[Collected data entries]
_ _ _

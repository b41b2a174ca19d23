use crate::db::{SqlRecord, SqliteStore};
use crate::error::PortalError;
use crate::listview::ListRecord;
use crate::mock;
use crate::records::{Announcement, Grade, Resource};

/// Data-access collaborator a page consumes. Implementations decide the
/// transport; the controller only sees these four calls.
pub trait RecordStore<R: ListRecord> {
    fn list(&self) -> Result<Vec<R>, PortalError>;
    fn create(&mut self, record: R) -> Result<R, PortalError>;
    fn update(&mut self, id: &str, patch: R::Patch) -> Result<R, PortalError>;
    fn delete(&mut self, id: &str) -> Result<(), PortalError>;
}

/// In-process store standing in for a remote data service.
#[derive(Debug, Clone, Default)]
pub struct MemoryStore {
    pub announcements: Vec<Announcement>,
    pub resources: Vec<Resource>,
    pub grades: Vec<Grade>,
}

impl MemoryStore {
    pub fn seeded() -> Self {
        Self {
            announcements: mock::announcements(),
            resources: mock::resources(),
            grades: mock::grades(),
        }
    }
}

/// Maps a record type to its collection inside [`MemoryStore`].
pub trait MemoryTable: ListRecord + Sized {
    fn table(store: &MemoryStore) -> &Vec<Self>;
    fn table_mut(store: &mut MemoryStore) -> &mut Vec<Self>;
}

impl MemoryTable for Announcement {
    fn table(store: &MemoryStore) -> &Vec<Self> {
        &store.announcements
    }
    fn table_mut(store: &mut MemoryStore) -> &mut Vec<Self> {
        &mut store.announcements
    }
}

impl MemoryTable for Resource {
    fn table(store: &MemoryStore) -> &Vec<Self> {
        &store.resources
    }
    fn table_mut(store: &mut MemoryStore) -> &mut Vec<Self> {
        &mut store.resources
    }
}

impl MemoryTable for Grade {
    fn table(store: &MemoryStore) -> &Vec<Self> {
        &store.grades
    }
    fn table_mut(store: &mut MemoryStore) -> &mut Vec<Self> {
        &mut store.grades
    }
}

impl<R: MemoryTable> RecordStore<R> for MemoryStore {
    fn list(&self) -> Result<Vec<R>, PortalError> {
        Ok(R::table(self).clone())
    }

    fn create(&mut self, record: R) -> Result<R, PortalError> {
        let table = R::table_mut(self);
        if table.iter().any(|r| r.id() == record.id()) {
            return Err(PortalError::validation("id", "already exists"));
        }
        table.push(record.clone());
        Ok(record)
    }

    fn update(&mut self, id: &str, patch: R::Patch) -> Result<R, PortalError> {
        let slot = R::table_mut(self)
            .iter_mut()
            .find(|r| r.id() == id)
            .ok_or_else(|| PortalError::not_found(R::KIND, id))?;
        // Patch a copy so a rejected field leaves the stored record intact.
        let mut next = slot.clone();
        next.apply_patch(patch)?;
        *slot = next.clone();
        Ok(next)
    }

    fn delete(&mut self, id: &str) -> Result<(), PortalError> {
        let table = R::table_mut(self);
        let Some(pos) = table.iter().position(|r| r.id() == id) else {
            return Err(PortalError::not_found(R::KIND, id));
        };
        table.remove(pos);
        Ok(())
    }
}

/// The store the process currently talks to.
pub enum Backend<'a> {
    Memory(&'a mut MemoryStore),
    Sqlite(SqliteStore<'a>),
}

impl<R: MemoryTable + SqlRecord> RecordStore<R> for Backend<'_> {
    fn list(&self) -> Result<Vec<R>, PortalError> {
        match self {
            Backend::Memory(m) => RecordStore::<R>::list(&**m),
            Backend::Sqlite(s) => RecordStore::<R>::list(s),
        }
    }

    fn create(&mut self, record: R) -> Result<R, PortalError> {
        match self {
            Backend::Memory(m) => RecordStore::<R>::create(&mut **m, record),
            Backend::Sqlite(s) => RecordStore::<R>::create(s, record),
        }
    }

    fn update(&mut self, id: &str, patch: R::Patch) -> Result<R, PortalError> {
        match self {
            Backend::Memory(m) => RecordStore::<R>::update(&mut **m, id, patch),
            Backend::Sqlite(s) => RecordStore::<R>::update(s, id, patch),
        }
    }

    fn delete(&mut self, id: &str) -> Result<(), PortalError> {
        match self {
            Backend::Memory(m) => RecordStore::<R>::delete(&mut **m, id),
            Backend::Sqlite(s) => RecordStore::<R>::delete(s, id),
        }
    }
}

_ _ _

* _Exercise requirements_:
In your reply, restate every entry exactly.

* _Finished exercise_:
repository b41b2a174ca19d23
use crate::db::{SqlRecord, SqliteStore};
use crate::error::PortalError;
use crate::listview::ListRecord;
use crate::mock;
use crate::records::{Announcement, Grade, Resource};

/// Data-access collaborator a page consumes. Implementations decide the
/// transport; the controller only sees these four calls.
pub trait RecordStore<R: ListRecord> {
    fn list(&self) -> Result<Vec<R>, PortalError>;
    fn create(&mut self, record: R) -> Result<R, PortalError>;
    fn update(&mut self, id: &str, patch: R::Patch) -> Result<R, PortalError>;
    fn delete(&mut self, id: &str) -> Result<(), PortalError>;
}

/// In-process store standing in for a remote data service.
#[derive(Debug, Clone, Default)]
pub struct MemoryStore {
    pub announcements: Vec<Announcement>,
    pub resources: Vec<Resource>,
    pub grades: Vec<Grade>,
}

impl MemoryStore {
    pub fn seeded() -> Self {
        Self {
            announcements: mock::announcements(),
            resources: mock::resources(),
            grades: mock::grades(),
        }
    }
}

/// Maps a record type to its collection inside [`MemoryStore`].
pub trait MemoryTable: ListRecord + Sized {
    fn table(store: &MemoryStore) -> &Vec<Self>;
    fn table_mut(store: &mut MemoryStore) -> &mut Vec<Self>;
}

impl MemoryTable for Announcement {
    fn table(store: &MemoryStore) -> &Vec<Self> {
        &store.announcements
    }
    fn table_mut(store: &mut MemoryStore) -> &mut Vec<Self> {
        &mut store.announcements
    }
}

impl MemoryTable for Resource {
    fn table(store: &MemoryStore) -> &Vec<Self> {
        &store.resources
    }
    fn table_mut(store: &mut MemoryStore) -> &mut Vec<Self> {
        &mut store.resources
    }
}

impl MemoryTable for Grade {
    fn table(store: &MemoryStore) -> &Vec<Self> {
        &store.grades
    }
    fn table_mut(store: &mut MemoryStore) -> &mut Vec<Self> {
        &mut store.grades
    }
}

impl<R: MemoryTable> RecordStore<R> for MemoryStore {
    fn list(&self) -> Result<Vec<R>, PortalError> {
        Ok(R::table(self).clone())
    }

    fn create(&mut self, record: R) -> Result<R, PortalError> {
        let table = R::table_mut(self);
        if table.iter().any(|r| r.id() == record.id()) {
            return Err(PortalError::validation("id", "already exists"));
        }
        table.push(record.clone());
        Ok(record)
    }

    fn update(&mut self, id: &str, patch: R::Patch) -> Result<R, PortalError> {
        let slot = R::table_mut(self)
            .iter_mut()
            .find(|r| r.id() == id)
            .ok_or_else(|| PortalError::not_found(R::KIND, id))?;
        // Patch a copy so a rejected field leaves the stored record intact.
        let mut next = slot.clone();
        next.apply_patch(patch)?;
        *slot = next.clone();
        Ok(next)
    }

    fn delete(&mut self, id: &str) -> Result<(), PortalError> {
        let table = R::table_mut(self);
        let Some(pos) = table.iter().position(|r| r.id() == id) else {
            return Err(PortalError::not_found(R::KIND, id));
        };
        table.remove(pos);
        Ok(())
    }
}

/// The store the process currently talks to.
pub enum Backend<'a> {
    Memory(&'a mut MemoryStore),
    Sqlite(SqliteStore<'a>),
}

impl<R: MemoryTable + SqlRecord> RecordStore<R> for Backend<'_> {
    fn list(&self) -> Result<Vec<R>, PortalError> {
        match self {
            Backend::Memory(m) => RecordStore::<R>::list(&**m),
            Backend::Sqlite(s) => RecordStore::<R>::list(s),
        }
    }

    fn create(&mut self, record: R) -> Result<R, PortalError> {
        match self {
            Backend::Memory(m) => RecordStore::<R>::create(&mut **m, record),
            Backend::Sqlite(s) => RecordStore::<R>::create(s, record),
        }
    }

    fn update(&mut self, id: &str, patch: R::Patch) -> Result<R, PortalError> {
        match self {
            Backend::Memory(m) => RecordStore::<R>::update(&mut **m, id, patch),
            Backend::Sqlite(s) => RecordStore::<R>::update(s, id, patch),
        }
    }

    fn delete(&mut self, id: &str) -> Result<(), PortalError> {
        match self {
            Backend::Memory(m) => RecordStore::<R>::delete(&mut **m, id),
            Backend::Sqlite(s) => RecordStore::<R>::delete(s, id),
        }
    }
}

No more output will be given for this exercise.